#### [Problem to solve]
Your answer is a number only: how many lines in the data below contain "SortBy"?
++++
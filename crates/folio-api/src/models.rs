use serde::{Deserialize, Deserializer, Serialize};
use serde_json::Value;

/// A blog post as the endpoint delivers it
///
/// Nothing about the upstream shape is guaranteed, so every field is
/// optional and scalar fields accept whatever JSON type shows up.
#[derive(Debug, Clone, Default, PartialEq, Serialize, Deserialize)]
pub struct BlogPost {
    #[serde(default, deserialize_with = "lenient_string")]
    pub title: Option<String>,
    #[serde(default, deserialize_with = "lenient_string")]
    pub author: Option<String>,
    #[serde(default, deserialize_with = "lenient_string")]
    pub content: Option<String>,
    #[serde(default, deserialize_with = "lenient_string")]
    pub image: Option<String>,
    #[serde(default, deserialize_with = "lenient_string")]
    pub published_date: Option<String>,
    /// Either a number of minutes or free text like "5 min read"
    #[serde(default)]
    pub reading_time: Option<Value>,
    #[serde(default, deserialize_with = "lenient_string")]
    pub category: Option<String>,
    #[serde(default, deserialize_with = "lenient_tags")]
    pub tags: Option<Vec<String>>,
}

/// Strings stay strings, numbers and booleans get stringified, anything else is dropped
fn lenient_string<'de, D>(deserializer: D) -> Result<Option<String>, D::Error>
where
    D: Deserializer<'de>,
{
    let value = Option::<Value>::deserialize(deserializer)?;
    Ok(value.and_then(scalar_to_string))
}

fn lenient_tags<'de, D>(deserializer: D) -> Result<Option<Vec<String>>, D::Error>
where
    D: Deserializer<'de>,
{
    let value = Option::<Value>::deserialize(deserializer)?;
    Ok(match value {
        Some(Value::Array(items)) => Some(items.into_iter().filter_map(scalar_to_string).collect()),
        _ => None,
    })
}

fn scalar_to_string(value: Value) -> Option<String> {
    match value {
        Value::String(s) => Some(s),
        Value::Number(n) => Some(n.to_string()),
        Value::Bool(b) => Some(b.to_string()),
        _ => None,
    }
}
// Filtering, searching and ordering of blog entries
use std::cmp::Ordering;
use std::sync::OnceLock;

use chrono::{DateTime, NaiveDate, NaiveDateTime, Utc};
use feruca::Collator;
use regex::Regex;

use crate::models::{BlogEntry, ReadingTime, SortBy};

fn minutes_pattern() -> &'static Regex {
    static PATTERN: OnceLock<Regex> = OnceLock::new();
    PATTERN.get_or_init(|| Regex::new(r"(?i)(\d+)\s*min").expect("valid minutes pattern"))
}

fn digits_pattern() -> &'static Regex {
    static PATTERN: OnceLock<Regex> = OnceLock::new();
    PATTERN.get_or_init(|| Regex::new(r"\d+").expect("valid digits pattern"))
}

/// Pull a number of minutes out of a reading time
///
/// Numbers are taken as-is. For text, digits next to "min" win, otherwise
/// the first run of digits anywhere.
pub fn extract_minutes(reading_time: Option<&ReadingTime>) -> Option<f64> {
    match reading_time? {
        ReadingTime::Minutes(m) => Some(*m),
        ReadingTime::Label(label) => {
            let digits = minutes_pattern()
                .captures(label)
                .and_then(|c| c.get(1))
                .or_else(|| digits_pattern().find(label))?;
            digits.as_str().parse::<f64>().ok()
        }
    }
}

/// Parse a published date: RFC 3339, a naive date-time, or a bare date
pub fn parse_published_date(raw: &str) -> Option<DateTime<Utc>> {
    let raw = raw.trim();

    if let Ok(dt) = DateTime::parse_from_rfc3339(raw) {
        return Some(dt.with_timezone(&Utc));
    }
    for format in ["%Y-%m-%dT%H:%M:%S%.f", "%Y-%m-%d %H:%M:%S%.f"] {
        if let Ok(naive) = NaiveDateTime::parse_from_str(raw, format) {
            return Some(naive.and_utc());
        }
    }
    NaiveDate::parse_from_str(raw, "%Y-%m-%d")
        .ok()
        .and_then(|date| date.and_hms_opt(0, 0, 0))
        .map(|naive| naive.and_utc())
}

/// Reorder entries in place; `SortBy::None` leaves them untouched
///
/// Sorting is stable. Entries without a usable date or reading time go last.
pub fn sort_entries(entries: &mut [BlogEntry], sort_by: SortBy) {
    match sort_by {
        SortBy::Date => entries.sort_by_cached_key(|e| {
            std::cmp::Reverse(e.published_date.as_deref().and_then(parse_published_date))
        }),
        SortBy::ReadingTime => entries.sort_by(|a, b| {
            let a = extract_minutes(a.reading_time.as_ref()).unwrap_or(f64::INFINITY);
            let b = extract_minutes(b.reading_time.as_ref()).unwrap_or(f64::INFINITY);
            a.total_cmp(&b)
        }),
        SortBy::Category => {
            let mut collator = Collator::default();
            entries.sort_by(|a, b| compare_category(&mut collator, a, b));
        }
        SortBy::None => {}
    }
}

fn category_key(entry: &BlogEntry) -> String {
    entry.category.as_deref().unwrap_or("").to_lowercase()
}

/// Case-insensitive Unicode collation; a missing category counts as empty
fn compare_category(collator: &mut Collator, a: &BlogEntry, b: &BlogEntry) -> Ordering {
    collator.collate(category_key(a).as_str(), category_key(b).as_str())
}

/// Entries whose category or one of whose tags equals `value`, ignoring case
///
/// An empty value keeps everything.
pub fn filter_entries(items: &[BlogEntry], value: &str) -> Vec<BlogEntry> {
    if value.is_empty() {
        return items.to_vec();
    }

    let wanted = value.to_lowercase();
    items
        .iter()
        .filter(|entry| {
            let category_matches = entry
                .category
                .as_deref()
                .is_some_and(|c| c.to_lowercase() == wanted);
            category_matches || entry.tags.iter().any(|t| t.to_lowercase() == wanted)
        })
        .cloned()
        .collect()
}

/// Entries whose title or content contains `query`, ignoring case
pub fn search_entries(items: &[BlogEntry], query: &str) -> Vec<BlogEntry> {
    let needle = query.trim().to_lowercase();
    let contains = |field: &Option<String>| {
        field
            .as_deref()
            .is_some_and(|text| text.to_lowercase().contains(&needle))
    };

    items
        .iter()
        .filter(|entry| contains(&entry.title) || contains(&entry.content))
        .cloned()
        .collect()
}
++++
#### [Exercise output]
7